En esa caída incesante, en ese embudo -que todos de vez en cuando nos debiéramos colgar de la sesera- que la traga y que poco o nada tiene del de la Ascensión al Empíreo de El Bosco, pudiera parecer que no hay esperanza posible, ni tregua. La hay -y digo que “la hay” porque estoy seguro-. Y dónde ella precisamente la encuentra -dice que sólo- es subida a unas tablas, sobre un escenario, recibiendo el calor que le falta en la vida verdadera. Desde allí arriba se increpa, se lacera, le escupe a la imagen deformada de su espejo todo el drama que le sitia. Y se convierte en pietà - abrazada a un hombre igual de completo que yo-. Y despliega unas alas de carne -lo mismo que Francis Bacon y antes Rembrandt- para, como un ángel -exterminador-, anunciarnos todo su miedo. Y nos reprende, a su público fiel; nos obliga a mirarnos de cerca y tirar del ombligo para ver si encontramos algo que no sea pelusa, tal vez un túnel que transite al corazón.
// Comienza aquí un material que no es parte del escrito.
//! Expansion of file and directory arguments into concrete input lists.
//!
//! Generators accept positional arguments that may be plain files, whole
//! directories, or shell-style wildcards. Directories are searched with a
//! per-generator filter pattern. Arguments that resolve to nothing warn on
//! standard error and are dropped; they never abort the invocation.

use std::path::{Path, PathBuf};

use glob::glob;
use tracing::debug;

/// Expand arguments into canonical paths of existing files.
///
/// Wildcard arguments are globbed; directory arguments (literal or matched
/// by a wildcard) are searched with `dir_filter`. Glob matches come back in
/// lexicographic order. With `quiet` set, the warnings are suppressed but
/// the result is unchanged.
pub fn expand_files(args: &[String], dir_filter: &str, quiet: bool) -> Vec<PathBuf> {
    let mut out = Vec::new();

    for arg in args {
        if arg.contains('*') || arg.contains('?') {
            let matches = glob_existing(arg);
            if matches.is_empty() {
                warn_missing(arg, quiet);
                continue;
            }
            for m in matches {
                if m.is_dir() {
                    expand_directory(&m, dir_filter, quiet, &mut out);
                } else {
                    out.push(m);
                }
            }
        } else {
            let path = Path::new(arg);
            if !path.exists() {
                warn_missing(arg, quiet);
            } else if path.is_dir() {
                expand_directory(path, dir_filter, quiet, &mut out);
            } else {
                out.push(path.to_path_buf());
            }
        }
    }

    let out: Vec<PathBuf> = out
        .into_iter()
        .map(|p| p.canonicalize().unwrap_or(p))
        .collect();
    debug!(files = out.len(), "expanded input arguments");
    out
}

/// Collect arguments as pattern strings without expanding directories.
///
/// This is the form embedded verbatim into generated scripts: a directory
/// argument becomes `dir/<dir_filter>` and wildcards pass through untouched.
/// Nonexistent non-wildcard arguments warn and are dropped.
pub fn collect_patterns(args: &[String], dir_filter: &str) -> Vec<String> {
    let mut out = Vec::new();

    for arg in args {
        if arg.contains('*') || arg.contains('?') || Path::new(arg).exists() {
            if Path::new(arg).is_dir() {
                out.push(format!("{}/{}", arg.trim_end_matches('/'), dir_filter));
            } else {
                out.push(arg.clone());
            }
        } else {
            eprintln!("Warning: file '{arg}' does not exist and will be ignored");
        }
    }

    out
}

/// Count the existing files the collected patterns resolve to.
///
/// Used for sample-count sanity warnings in the sweep generators.
pub fn count_matches(patterns: &[String]) -> usize {
    patterns
        .iter()
        .map(|p| {
            if p.contains('*') || p.contains('?') {
                glob_existing(p).len()
            } else {
                usize::from(Path::new(p).exists())
            }
        })
        .sum()
}

fn expand_directory(dir: &Path, dir_filter: &str, quiet: bool, out: &mut Vec<PathBuf>) {
    let pattern = format!("{}/{}", dir.display(), dir_filter);
    let matches = glob_existing(&pattern);
    if matches.is_empty() {
        if !quiet {
            eprintln!(
                "Warning: directory '{}' contains no matching files and will be ignored",
                dir.display()
            );
        }
    } else {
        out.extend(matches);
    }
}

/// Glob a pattern, treating pattern errors as "no match".
fn glob_existing(pattern: &str) -> Vec<PathBuf> {
    match glob(pattern) {
        Ok(paths) => paths.filter_map(Result::ok).collect(),
        Err(_) => Vec::new(),
    }
}

fn warn_missing(arg: &str, quiet: bool) {
    if !quiet {
        eprintln!("Warning: file/directory '{arg}' does not exist and will be ignored");
    }
}
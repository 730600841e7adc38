//! Property tests for the majority-vote consensus builder.

use proptest::prelude::*;

use rad_pipeline::consensus::consensus;

/// Strategy: 1..=8 aligned sequences of a shared width over the loci
/// alphabet (bases, gap, unknown).
fn aligned_sequences() -> impl Strategy<Value = Vec<String>> {
    (0usize..16, 1usize..=8).prop_flat_map(|(width, count)| {
        let seq = proptest::collection::vec(
            proptest::sample::select(vec!['A', 'C', 'G', 'T', '-', 'N']),
            width,
        )
        .prop_map(|chars| chars.into_iter().collect::<String>());
        proptest::collection::vec(seq, count)
    })
}

proptest! {
    #[test]
    fn consensus_has_input_width(seqs in aligned_sequences()) {
        let cons = consensus(&seqs).unwrap();
        prop_assert_eq!(cons.len(), seqs[0].len());
    }

    #[test]
    fn consensus_is_order_independent(seqs in aligned_sequences()) {
        // The lexicographic tie-break makes this hold even with ties.
        let forward = consensus(&seqs).unwrap();
        let mut reversed = seqs.clone();
        reversed.reverse();
        prop_assert_eq!(forward, consensus(&reversed).unwrap());
    }

    #[test]
    fn consensus_never_emits_gap(seqs in aligned_sequences()) {
        let cons = consensus(&seqs).unwrap();
        prop_assert!(!cons.contains('-'));
    }

    #[test]
    fn single_sequence_is_unchanged_unless_masked(
        seq in proptest::collection::vec(
            proptest::sample::select(vec!['A', 'C', 'G', 'T']),
            0..16,
        ).prop_map(|chars| chars.into_iter().collect::<String>())
    ) {
        // A lone gap/unknown-free sequence is its own consensus.
        let cons = consensus(std::slice::from_ref(&seq)).unwrap();
        prop_assert_eq!(cons, seq);
    }
}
Porque, en definitiva, sin duda, todo lo que le quita el aliento -hasta hacerle balbucear sus deseos- es el amor o, más bien, su ausencia manifiesta.
“Ay, amor, si te llevas mi alma/llévate de mí, también el dolor”, sigue Ignacio Jacinto Villa, Bola de nieve, - “franciscano pasado por el trópico” para Camilo José Cela-; justo lo mismo que parece perseguir Liddell mientras lucha con la nada. Cuando era pequeño, yo también tenía miedo a la nada -por culpa de Michael Ende y su Historia Interminable-; durante años, la oscuridad me asustaba porque me recordaba a ella, a ese vacío que se debe parecer al limbo de Los otros y que acaba surcando Bastián -y digo “durante años” por no reconocer que todavía un poco-. Y dormía con una luz encendida, como Dalida. O abrazado a un muñeco brillante con forma de gusano. Y corría a la cama de mi hermana pequeña para repartir el miedo. Sin miedo no seríamos nosotros porque seríamos inmensamente mejores. Por eso a los malos les gusta tanto asustar -e incendiar obras de arte-, porque les hace creer que son más fuertes. Y lo son, a veces; y peores, siempre, mucho peores. Cuídense de los malos tanto como de los profetas del nada; nada son y en nada les querrán convertir.
No he conseguido desprenderme aún de lo que sentí hace unos días en mi butaca de fieltro rojo del Festival de Otoño de Madrid. No lo he hecho y no lo quiero hacer. Lo quiero conservar como un reflejo macabro de todo aquello que a veces pienso y no me atrevo a decir -ni a mí mismo-, de lo que transita denso entre el fango heredado de mi ser. Venir del limo, de dónde aseguró Darwin que procedemos todos, quizá sea en parte el motivo de tanta vileza sostenida, del insoportable pesar que en ocasiones nos violenta como “mal dolor de clavo”. Que esto -y digo “esto” y me refiero al mundo- siga siendo un “valle de lágrimas”, puede que represente el estertor penúltimo de una evolución obligada, de una corriente infinita que nos ha traído hasta aquí. No pretendo ser apocalíptico, ni apostolar -no soy san Juan y no estoy en Patmos-, sólo dejo que mis palabras reflejen lo que viví -esa noche- y vivo, todo lo que sólo la cultura sabe entrever.